Only the lines that contain the string "button" belong in the answer; pull them from the records.

[Data excerpts]
━━━━
//! Modal confirmation step shared by every destructive or role-changing action.

use leptos::prelude::*;

use crate::state::directory::ConfirmPrompt;

/// Backdrop + dialog. Clicking the backdrop cancels.
#[component]
pub fn ConfirmDialog(prompt: ConfirmPrompt, on_confirm: Callback<()>, on_cancel: Callback<()>) -> impl IntoView {
    let confirm_class = if prompt.destructive { "btn btn--danger" } else { "btn btn--primary" };

    view! {
        <div class="dialog-backdrop" on:click=move |_| on_cancel.run(())>
            <div class="dialog" role="alertdialog" on:click=move |ev| ev.stop_propagation()>
                <h2>{prompt.title}</h2>
                <p class:dialog__danger=prompt.destructive>{prompt.body}</p>
                <div class="dialog__actions">
                    <button class="btn" on:click=move |_| on_cancel.run(())>
                        "Cancel"
                    </button>
                    <button class=confirm_class on:click=move |_| on_confirm.run(())>
                        {prompt.confirm_label}
                    </button>
                </div>
            </div>
        </div>
    }
}

/// Blocking explanation with a single dismiss button.
#[component]
pub fn InfoDialog(title: &'static str, body: &'static str, on_close: Callback<()>) -> impl IntoView {
    view! {
        <div class="dialog-backdrop" on:click=move |_| on_close.run(())>
            <div class="dialog" role="alertdialog" on:click=move |ev| ev.stop_propagation()>
                <h2>{title}</h2>
                <p>{body}</p>
                <div class="dialog__actions">
                    <button class="btn btn--primary" on:click=move |_| on_close.run(())>
                        "OK"
                    </button>
                </div>
            </div>
        </div>
    }
}
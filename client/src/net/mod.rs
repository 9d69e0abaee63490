//! Networking modules for the remote admin API.
//!
//! SYSTEM CONTEXT
//! ==============
//! `api` owns the request/response envelope and the `AdminApi` seam, while
//! `types` defines the transport DTOs shared by every screen.

pub mod api;
pub mod types;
━━━━
_ANSWER_
                    <button class="btn" on:click=move |_| on_cancel.run(())>
                    </button>
                    <button class=confirm_class on:click=move |_| on_confirm.run(())>
                    </button>
/// Blocking explanation with a single dismiss button.
                    <button class="btn btn--primary" on:click=move |_| on_close.run(())>
                    </button>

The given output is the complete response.